Por Carlos GALLEGOS PÉREZ
DELICIAS CHIH.- En el capítulo La Grandeza de Gardea y Espinosa, libro escrito por un servidor y Francisco Baeza Terrazas en tributo al sector salud deliciense y regional, se escribe la historia personal, profesional y literaria de dos grandes escritores delicienses que esculpieron su obra en letras de oro, la mayoría en elegías a Delicias, su cuna, su tierra, su cordón umbilical, su inspiración y su sol.
Qué talento el de los dos, uno odontólogo, docto en novela corta y en otros géneros mágicos que acuareleaban un mundo a veces irreal, a veces crudo y real.
Huraño y tímido, callado y adusto, generoso con su tiempo compartido en la cátedra universitario, hasta el final de su día terrenal fue atormentado ferozmente por la añoranza de su infancia en el ardiente clima deliciense, en el sopor del tendajón que sus padres tenían en la calle 3a, sitio de su inspiración y vuelos en el éter de la creación literaria, del vuelo de sus sueños sin fin.
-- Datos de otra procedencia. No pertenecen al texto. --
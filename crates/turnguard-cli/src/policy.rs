//! Project policy document lookup for `claudemd` rules.

use std::fs;
use std::path::{Path, PathBuf};

pub const POLICY_FILE: &str = "CLAUDE.md";

/// Longest policy passed to the judge, in characters.
pub const MAX_POLICY_CHARS: usize = 10 * 1024;

pub const TRUNCATION_MARKER: &str = "\n[... truncated ...]";

/// Read the first readable `CLAUDE.md` among `dirs`, in order.
pub fn find_policy<'a>(dirs: impl IntoIterator<Item = &'a Path>) -> Option<String> {
    for dir in dirs {
        let candidate: PathBuf = dir.join(POLICY_FILE);
        if !candidate.is_file() {
            continue;
        }
        match fs::read_to_string(&candidate) {
            Ok(content) => {
                tracing::debug!(path = %candidate.display(), chars = content.chars().count(), "Loaded policy");
                return Some(truncate(content));
            }
            Err(e) => {
                tracing::warn!(path = %candidate.display(), error = %e, "Failed to read policy");
            }
        }
    }
    None
}

fn truncate(content: String) -> String {
    match content.char_indices().nth(MAX_POLICY_CHARS) {
        Some((cut, _)) => {
            tracing::info!(
                chars = content.chars().count(),
                max = MAX_POLICY_CHARS,
                "Policy truncated"
            );
            format!("{}{TRUNCATION_MARKER}", &content[..cut])
        }
        None => content,
    }
}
En aquellas tardes ardientes en que su cerebro herbía en inspiración y creación, en las que platicaba con sus fantasmas reales mientras sus padres atendían a la clientela que llegaba procedente de ranchos ignotos herbidos en el caldo del verano, congelados en el hielo del invierno, azotados por los aironazos de marzo, refrescados por la misericordia del rocío del cielo, frutados al fin por el celeste trigo, por el albo algodón, por la la jugosa uva que al ser exprmida a pie descalzo era tranformada en elíxir pasajero que creaba un paraiso prodigioso y alargaba la pena diaria mientras llegaba la maldita cruda de la realidad disfrazada en eterna farra por asombrosa imaginación.
La letra del bardo tejía ese embrujo mentiroso y compadecido, efímero, que al extinguirse hacía llorar.
Alfredo era un espejo al revés, aunque también víctima de sus chamucos, también con sus vacíos en el alma, igualmente inalcanzable en sus alturas cuando se iba a habitar un universo exclusivo al que solo dejaba entrar a distinguidos huéspedes: su familia nuclear ausente, a los personajes de las pilas de libros que leía y releía en la biblioteca de la Plaza de Armas, al fulgor de su toque con el genio de su talento non, a las musas de belleza inmarcesible con las que nunca ha perdido contacto y lo siguen calentando, a los actores de sus novelas preñadas de las letras de José Alfedo, a Juan Gabriel, amo del sexo musical, a los locos de su Infierno Grande, al Zanforizada y a María de la O con los que confraternizó en la Plaza de Armas y luego en el infierno grande de su mundo de papel.
Qué grande paisano fue Jesús, nuestro escritor del sol, qué inspiradísimo prosista, poeta, pintor y escultor es Alfredo.
Qué delicienses tan raros, qué genes tan necesarios los suyos, qué nescesario que la ciencia los congele y un día feliz los replique en ese chamaco que pasea por la banqueta donde estuvo la tienda de los Gardea, en ese vagabundo que medita sentado en una banca afuera de la biblioteca donde Alfredo comía libros.